The main annoyance is that Thesis doesn’t like to have more than one of itself in your themes/ directory, and you cannot run two different versions of Thesis side-by-side. If you attempt to run a previous version with a later version in the themes/ folder, you will get the Big Green Button forcing you to upgrade. You will not be able to work with any of the options in the older version. I won’t give my technical opinion of this, suffice it to say that’s saying quite enough.
(Thesis makes it hard on itself by storing all it’s options in the options table using Thesis global keys. I would store options keyed to version number. It’s not that hard and would eliminate the need for the Big Green Button.)
The second annoyance is that version 1.8 will not import options from version 1.7. This is a second problem for being able to run two Thesis versions side-by-side.
The benefit of running two versions side-by-side is that when you upgrade from the previous to the present, it’s seamless. No one will see the change.

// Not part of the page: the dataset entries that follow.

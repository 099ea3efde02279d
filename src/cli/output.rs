//! Terminal output formatting with colors
//!
//! Respects NO_COLOR, CLICOLOR, CLICOLOR_FORCE automatically.

use colored::Colorize;

/// Print error (red bold "error:" prefix) to stderr
pub fn error(msg: &(impl std::fmt::Display + ?Sized)) {
    eprintln!("{}: {}", "error".red().bold(), msg);
}

/// Print warning (yellow "Warning:" prefix) to stderr
pub fn warning(msg: &(impl std::fmt::Display + ?Sized)) {
    eprintln!("{}: {}", "Warning".yellow(), msg);
}

/// Print summary status (green checkmark) to stderr, keeping stdout for outline data
pub fn success(msg: &(impl std::fmt::Display + ?Sized)) {
    eprintln!("{} {}", "✓".green(), msg);
}

/// Print completed action (green label)
pub fn action(label: &str, msg: &(impl std::fmt::Display + ?Sized)) {
    println!("{}: {}", label.green(), msg);
}

/// Print section key (cyan bold)
pub fn header(msg: &(impl std::fmt::Display + ?Sized)) {
    println!("{}", msg.to_string().cyan().bold());
}

/// Print renumbered token (green +) to stderr
pub fn diff_add(msg: &(impl std::fmt::Display + ?Sized)) {
    eprintln!("  {} {}", "+".green(), msg);
}

/// Print replaced token (red -) to stderr
pub fn diff_remove(msg: &(impl std::fmt::Display + ?Sized)) {
    eprintln!("  {} {}", "-".red(), msg);
}

/// Print indented detail (no color)
pub fn detail(msg: &(impl std::fmt::Display + ?Sized)) {
    println!("  {}", msg);
}

/// Print plain output (no color, for outline data)
pub fn info(msg: &(impl std::fmt::Display + ?Sized)) {
    println!("{}", msg);
}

But, these are relatively minor matters. If you upgrade the way Thesis expects, it takes about 10 minutes, with a very brief excursion into the unstyled theme mentioned above.
Upgrading the custom folder
custom.css and custom_functions.php reside in the thesis_18/custom/ folder (don’t forget to rename custom-sample/ to custom/).
You want to save both custom.css and custom_functions.php locally, preferably somewhere backed up as well. I have an entire tool chain built for handling these maintenance chores
Copy the images down as well.
You could, in fact, just copy the whole custom folder, which will also overwrite the layout.css file. I prefer not to do that, and just copy only the files strictly necessary for the upgrade.
Install Thesis 1.8
Once you have your custom files downloaded and backed up, install version 1.8, and activate it.
Now upload your custom files and images.
If all goes well, and it should, everything should Just Work.
Once you’re satisfied that version 1.8 is working correctly, go ahead and delete version 1.7. You have everything necessary backed up, right? It shouldn’t be problem, and may well prevent future problems.